Indeed, some months ago, Andrew Brooks wrote a piece in the International Intelligencer predicting these kinds of authoritarian measures and shrill rhetoric:
Rule by decree and increasing media control allow Chavez to broadcast his message of revolution without the delegitimization of international reprimand. Due to the circumstances, we can expect to see Chavez grow even bolder in his rhetoric, policy, and cooperation with states unfriendly to the United States.

Whats needed is evolution, not revolution.

-AS

Saturday, November 3, 2007

Rumsfeld and Universal Jurisdiction

I came across this article recently:
In France, the group is seeking to press charges against Rumsfeld for authorizing torture at Guantánamo Bay, Cuba, and the Abu Ghraib prison in Iraq under the 1984 Convention Against Torture, which France has used in previous torture cases. As part of their complaint, the group submitted 11 pages of written testimony from a former U.S. army brigadier general, Janis Karpinski.

If you recall, Karpinkski was the commander of Abu Ghraib prison during the scandal and has subsequently blamed Major General Geoffrey Miller who was sent to Abu Ghraib from Guantánamo to improve interrogations at Abu Ghraib (nicely done). She has also claimed to have seen a letter signed by then Secretary of Defense Donald Rumsfeld that authorized the use of sleep deprivation, auditory bombardment, and others tortures.

While Rumsfeld is safely out of France, the question remains: is this one of the pitfalls of universal jurisdiction or the consequence of immunity for a role in the authorization of torture?

Jack Balkin of the Balkinization blog writes:
The Congress twice bestowed immunity in the Detainee Treatment Act and the Military Commissions Act. Even if these immunities do not extend to civil lawsuits, such lawsuits are likely barred by a combination of immunities created for government (and military) personnel... The Administration has been quite careful to ensure that its members-- and those obeying its orders-- will never be held to account in any American court of law.

So what happens when suspected war criminals are immune from prosecution in domestic courts?

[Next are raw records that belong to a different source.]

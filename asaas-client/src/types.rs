//! Asaas wire types

use chrono::NaiveDate;
use rust_decimal::Decimal;
use serde::{Deserialize, Serialize};

use loyalty_core::gateway::{Charge, PixPayload};
use shared::money::Money;

/// Paged list envelope (`{"data": [...]}`)
#[derive(Debug, Deserialize)]
pub(crate) struct ListResponse<T> {
    #[serde(default = "Vec::new")]
    pub data: Vec<T>,
}

#[derive(Debug, Deserialize)]
pub(crate) struct CustomerDto {
    pub id: String,
}

#[derive(Debug, Serialize)]
#[serde(rename_all = "camelCase")]
pub(crate) struct CreatePaymentBody<'a> {
    pub customer: &'a str,
    pub billing_type: &'a str,
    /// Asaas expects a JSON number here
    #[serde(serialize_with = "rust_decimal::serde::float::serialize")]
    pub value: Decimal,
    #[serde(with = "iso_date")]
    pub due_date: NaiveDate,
    pub description: &'a str,
    pub external_reference: &'a str,
}

#[derive(Debug, Deserialize)]
#[serde(rename_all = "camelCase")]
pub(crate) struct PaymentDto {
    pub id: String,
    #[serde(default)]
    pub status: String,
    pub value: Decimal,
    #[serde(default)]
    pub invoice_url: Option<String>,
    #[serde(default)]
    pub external_reference: Option<String>,
    #[serde(default)]
    pub deleted: bool,
}

impl From<PaymentDto> for Charge {
    fn from(dto: PaymentDto) -> Self {
        Charge {
            id: dto.id,
            status: dto.status,
            amount: Money::new(dto.value),
            checkout_url: dto.invoice_url.filter(|u| !u.is_empty()),
            external_reference: dto.external_reference,
        }
    }
}

#[derive(Debug, Deserialize)]
#[serde(rename_all = "camelCase")]
pub(crate) struct PixQrCodeDto {
    #[serde(default)]
    pub encoded_image: String,
    #[serde(default)]
    pub payload: String,
    #[serde(default)]
    pub expiration_date: Option<String>,
}

impl From<PixQrCodeDto> for PixPayload {
    fn from(dto: PixQrCodeDto) -> Self {
        PixPayload {
            qr_image_base64: dto.encoded_image,
            qr_text: dto.payload,
            expires_at: dto.expiration_date,
        }
    }
}

/// `{"errors": [{"code": "...", "description": "..."}]}`
#[derive(Debug, Deserialize)]
pub(crate) struct ErrorBody {
    pub errors: Vec<ErrorItem>,
}

#[derive(Debug, Deserialize)]
pub(crate) struct ErrorItem {
    #[serde(default)]
    pub description: String,
}

impl ErrorBody {
    pub fn descriptions(self) -> Vec<String> {
        self.errors
            .into_iter()
            .map(|e| e.description)
            .filter(|d| !d.trim().is_empty())
            .collect()
    }
}

mod iso_date {
    use chrono::NaiveDate;
    use serde::Serializer;

    pub fn serialize<S: Serializer>(date: &NaiveDate, serializer: S) -> Result<S::Ok, S::Error> {
        serializer.collect_str(&date.format("%Y-%m-%d"))
    }
}
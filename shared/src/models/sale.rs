//! Sale Model

use serde::{Deserialize, Serialize};

use crate::money::{Money, Percent};

/// Registered sale (immutable once created)
#[derive(Debug, Clone, PartialEq, Serialize, Deserialize)]
pub struct Sale {
    pub id: String,
    pub merchant_id: String,
    pub customer_id: String,
    pub purchase_amount: Money,
    pub redemption_used: Money,
    pub amount_payable: Money,
    pub cashback_earned: Money,
    /// Merchant rate at the time of the sale
    pub cashback_percent: Percent,
    pub created_at: i64,
}
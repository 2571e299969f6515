use shared::error::{AppError, ErrorCategory, ErrorCode};

pub const RETRY_MESSAGE: &str = "Connection error. Please try again.";
pub const LOGIN_MESSAGE: &str = "Your session has expired. Please log in again.";

/// Message shown to the user for a failed checkout step
///
/// Gateway validation errors and onboarding problems are shown as-is;
/// transport and system failures collapse into a generic retry message.
pub fn user_message(err: &AppError) -> String {
    if err.requires_login() {
        return LOGIN_MESSAGE.to_string();
    }
    if err.code.category() == ErrorCategory::System || err.code == ErrorCode::Unknown {
        return RETRY_MESSAGE.to_string();
    }
    if err.message.trim().is_empty() {
        return err.code.message().to_string();
    }
    err.message.clone()
}
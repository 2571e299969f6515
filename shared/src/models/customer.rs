//! Customer Balance Model

use serde::{Deserialize, Serialize};

use crate::money::Money;

/// End customer enrolled in one or more merchants' programs
#[derive(Debug, Clone, PartialEq, Serialize, Deserialize)]
pub struct Customer {
    pub id: String,
    pub name: String,
    #[serde(default)]
    pub cpf: Option<String>,
    #[serde(default)]
    pub phone: Option<String>,
}

/// Cashback balance of one customer at one merchant
///
/// The aggregates are informational; only `current_balance` is authoritative.
#[derive(Debug, Clone, PartialEq, Serialize, Deserialize)]
pub struct CustomerBalance {
    pub customer_id: String,
    pub merchant_id: String,
    pub current_balance: Money,
    #[serde(default)]
    pub last_purchase_at: Option<i64>,
    #[serde(default)]
    pub total_purchases: u32,
    #[serde(default)]
    pub total_spent: Money,
    #[serde(default)]
    pub total_cashback: Money,
}

impl CustomerBalance {
    /// Fresh balance for a customer's first purchase at a merchant
    pub fn new(customer_id: impl Into<String>, merchant_id: impl Into<String>) -> Self {
        Self {
            customer_id: customer_id.into(),
            merchant_id: merchant_id.into(),
            current_balance: Money::ZERO,
            last_purchase_at: None,
            total_purchases: 0,
            total_spent: Money::ZERO,
            total_cashback: Money::ZERO,
        }
    }
}
//! Payment Model

use std::fmt;
use std::str::FromStr;

use chrono::NaiveDate;
use serde::{Deserialize, Serialize};

use crate::error::{AppError, ErrorCode};
use crate::money::Money;

/// Payment record status
#[derive(Debug, Clone, Copy, PartialEq, Eq, Hash, Serialize, Deserialize)]
#[serde(rename_all = "lowercase")]
pub enum PaymentStatus {
    Pending,
    Paid,
    Failed,
    Refunded,
}

/// How the merchant pays for the plan
#[derive(Debug, Clone, Copy, PartialEq, Eq, Hash, Serialize, Deserialize)]
pub enum BillingMethod {
    #[serde(rename = "PIX")]
    Pix,
    #[serde(rename = "CREDIT_CARD")]
    CreditCard,
}

impl BillingMethod {
    pub fn as_str(&self) -> &'static str {
        match self {
            Self::Pix => "PIX",
            Self::CreditCard => "CREDIT_CARD",
        }
    }
}

impl fmt::Display for BillingMethod {
    fn fmt(&self, f: &mut fmt::Formatter<'_>) -> fmt::Result {
        f.write_str(self.as_str())
    }
}

impl FromStr for BillingMethod {
    type Err = AppError;

    fn from_str(s: &str) -> Result<Self, Self::Err> {
        match s {
            "PIX" => Ok(Self::Pix),
            "CREDIT_CARD" => Ok(Self::CreditCard),
            other => Err(AppError::with_message(
                ErrorCode::PaymentInvalidMethod,
                "Invalid billing type. Use PIX or CREDIT_CARD",
            )
            .with_detail("billing_type", other)),
        }
    }
}

/// One billing-cycle charge for a subscription
///
/// Amounts are snapshots taken when the record is created; a pending record
/// is re-derived after plan or profile-count changes.
#[derive(Debug, Clone, PartialEq, Serialize, Deserialize)]
pub struct PaymentRecord {
    pub id: String,
    pub merchant_id: String,
    pub subscription_id: String,
    pub base_amount: Money,
    pub excess_amount: Money,
    pub due_date: NaiveDate,
    pub status: PaymentStatus,
    #[serde(default)]
    pub gateway_reference: Option<String>,
    #[serde(default)]
    pub paid_at: Option<i64>,
    pub created_at: i64,
}

impl PaymentRecord {
    pub fn total(&self) -> Money {
        self.base_amount + self.excess_amount
    }
}
//! Bearer session authentication for the dashboard API

use axum::{
    extract::{Request, State},
    middleware::Next,
    response::{IntoResponse, Response},
};
use loyalty_core::session::{SessionError, SessionToken};
use shared::error::AppError;
use shared::util::now_millis;

use crate::state::AppState;

/// Resolves `Authorization: Bearer <token>` into a `MerchantSession`
///
/// On success both the session and the raw token are inserted into the
/// request extensions.
pub async fn session_auth_middleware(
    State(state): State<AppState>,
    mut request: Request,
    next: Next,
) -> Result<Response, Response> {
    let token = request
        .headers()
        .get(http::header::AUTHORIZATION)
        .and_then(|v| v.to_str().ok())
        .and_then(SessionToken::from_bearer)
        .ok_or_else(|| AppError::from(SessionError::Missing).into_response())?;

    let session = state.sessions.resolve(&token, now_millis()).map_err(|e| {
        tracing::debug!(%e, "Session rejected");
        AppError::from(e).into_response()
    })?;

    request.extensions_mut().insert(session);
    request.extensions_mut().insert(token);

    Ok(next.run(request).await)
}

Henry Kissinger has the answer in his classic 2001 piece, "The Pitfalls of Universal Jurisdiction":
...when the government under which the alleged crime occurred is not authentically representative, or where the domestic judicial system is incapable of sitting in judgment on the crime, the Security Council would set up an ad hoc international tribunal on the model of those of the former Yugoslavia or Rwanda.

Yea right. Rumsfeld can rest easy without the fear of prosecution. After all, its only his conscience he has to live with.